Una agenda del 1976 si è salvata tra le vecchie carte

 

Una agenda del 1976 si è salvata tra le vecchie carte, un fermaglio n. 6 ne pinza le prime pagine con un residuo di agendina.

Mi costringo a sfogliare le pagine non troppo velocemente. Ci sono citazioni del primo Socialismo tedesco degli anni ’20 del900 e poi domande mie e di donne compagne insieme a date, appunti, nomi, numeri telefonici, appuntamenti, commenti.

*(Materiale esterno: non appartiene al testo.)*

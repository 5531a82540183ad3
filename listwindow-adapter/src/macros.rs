#[cfg(feature = "tracing")]
macro_rules! vtrace {
    ($($tt:tt)*) => {
        tracing::trace!(target: "listwindow_adapter", $($tt)*)
    };
}

#[cfg(not(feature = "tracing"))]
macro_rules! vtrace {
    ($($tt:tt)*) => {};
}

#[cfg(feature = "tracing")]
macro_rules! vdebug {
    ($($tt:tt)*) => {
        tracing::debug!(target: "listwindow_adapter", $($tt)*)
    };
}

#[cfg(not(feature = "tracing"))]
macro_rules! vdebug {
    ($($tt:tt)*) => {};
}

#[cfg(feature = "tracing")]
macro_rules! vwarn {
    ($($tt:tt)*) => {
        tracing::warn!(target: "listwindow_adapter", $($tt)*)
    };
}

#[cfg(not(feature = "tracing"))]
macro_rules! vwarn {
    ($($tt:tt)*) => {};
}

Scegliere. Scelgo. Domande: ”Che cosa è la tecnica? Quanti usi facciamo di questo termine? La tecnica presuppone la scienza? Divisione del lavoro come tecnica del potere? Tecniche del lavoro domestico come tecniche di subordinazione…” Ho l’impressione che oggi, anno 2008, la cultura degli uomini si occupi anche di alcune di queste domande. Noi volevamo integrare nel lavoro politico con le donne qualunque spazio lavorativo: i servizi, la scuola, luoghi di lavoro che non erano fabbriche. Come dicevano gli antichi greci per un attimo penso che un dio Pan avesse suscitato in molte di noi un soffio di passione alquanto intriso di onnipotenza… “23 giugno 1976, cara Gianna, dobbiamo vederci per discutere il documento FLM, come vogliamo le assemblee di donne in fabbrica secondo quel discorso dell’isolamento delle donne nel lavoro…. Le 150 ore, i contatti con la Val Bisagno, gli incontri con l’U.D.I., con il Coordinamento femminista, strumenti, luoghi come i Consultori…”. Notti insonni e sere appassionanti ci confermavano che molte donne volevano aprire il cortile di casa alla Politica.

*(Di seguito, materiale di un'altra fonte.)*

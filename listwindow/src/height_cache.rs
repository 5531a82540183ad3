use alloc::vec::Vec;

use crate::key::{KeyCacheKey, KeyHeightMap};

/// What happens to cached measurements when the item sequence is replaced.
#[derive(Clone, Copy, Debug, Default, PartialEq, Eq)]
pub enum CachePolicy {
    /// Keep every measurement, including keys no longer present in the sequence.
    #[default]
    Retain,
    /// Drop measurements whose key is absent from the new sequence.
    PruneMissing,
}

/// Last measured height per item key.
///
/// Entries are created on first measurement and overwritten by later ones. Lookups that miss
/// fall back to the caller's estimate; the cache never invents a height.
#[derive(Clone, Debug)]
pub struct HeightCache<K> {
    heights: KeyHeightMap<K>,
}

impl<K: KeyCacheKey> HeightCache<K> {
    pub fn new() -> Self {
        Self {
            heights: KeyHeightMap::<K>::new(),
        }
    }

    /// Stores `height` for `key`. Returns `true` when the cached value changed.
    ///
    /// Re-recording the same height is a no-op, so callers can use the return value to decide
    /// whether the window needs recomputing.
    pub fn record(&mut self, key: K, height: u32) -> bool {
        match self.heights.insert(key, height) {
            Some(prev) => prev != height,
            None => true,
        }
    }

    pub fn get(&self, key: &K) -> Option<u32> {
        self.heights.get(key).copied()
    }

    pub fn contains(&self, key: &K) -> bool {
        self.heights.contains_key(key)
    }

    pub fn remove(&mut self, key: &K) -> Option<u32> {
        self.heights.remove(key)
    }

    pub fn clear(&mut self) {
        self.heights.clear();
    }

    pub fn len(&self) -> usize {
        self.heights.len()
    }

    pub fn is_empty(&self) -> bool {
        self.heights.is_empty()
    }

    /// Keeps only the entries for which `keep` returns `true`. Returns how many were dropped.
    pub fn retain(&mut self, mut keep: impl FnMut(&K) -> bool) -> usize {
        let before = self.heights.len();
        self.heights.retain(|k, _| keep(k));
        before - self.heights.len()
    }

    /// Cached entries, in no particular order.
    pub fn iter(&self) -> impl Iterator<Item = (&K, u32)> + '_ {
        self.heights.iter().map(|(k, v)| (k, *v))
    }

    /// Iterates over the cached entries without allocations.
    pub fn for_each(&self, mut f: impl FnMut(&K, u32)) {
        for (k, v) in self.iter() {
            f(k, v);
        }
    }

    /// Exports the cached entries as a `Vec`.
    pub fn export(&self) -> Vec<(K, u32)> {
        let mut out = Vec::with_capacity(self.heights.len());
        self.for_each(|k, v| out.push((k.clone(), v)));
        out
    }

    /// Replaces the cached entries. Zero heights are skipped.
    pub fn import(&mut self, entries: impl IntoIterator<Item = (K, u32)>) {
        self.heights.clear();
        for (k, v) in entries {
            if v > 0 {
                self.heights.insert(k, v);
            }
        }
    }
}

impl<K: KeyCacheKey> Default for HeightCache<K> {
    fn default() -> Self {
        Self::new()
    }
}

Non trovo la data del “Convegno di una giornata a livello regionale, delle delegate e lavoratrici delle fabbriche metalmeccaniche . Vi si discuteva il documento FLM nazionale per l’elettronica, nell’ipotesi di estenderlo a tutte le categorie: “… Si ritiene indispensabile, per la ricchezza del dibattito, che il Convegno debba essere aperto alla partecipazione delle donne in quanto tali, di tutte le categorie, comprese casalinghe, studentesse, disoccupate”

Non avevamo infatti capito che il personale è politico, il privato un aspetto del pubblico?

Per ciascuna di noi che ha vissuto quel tempo, negli spazi di pensiero ed emozione che sono stati un teatro spesso pericoloso, non credo che ci sia rammarico per aver vissuto quel tempo in quegli spazi.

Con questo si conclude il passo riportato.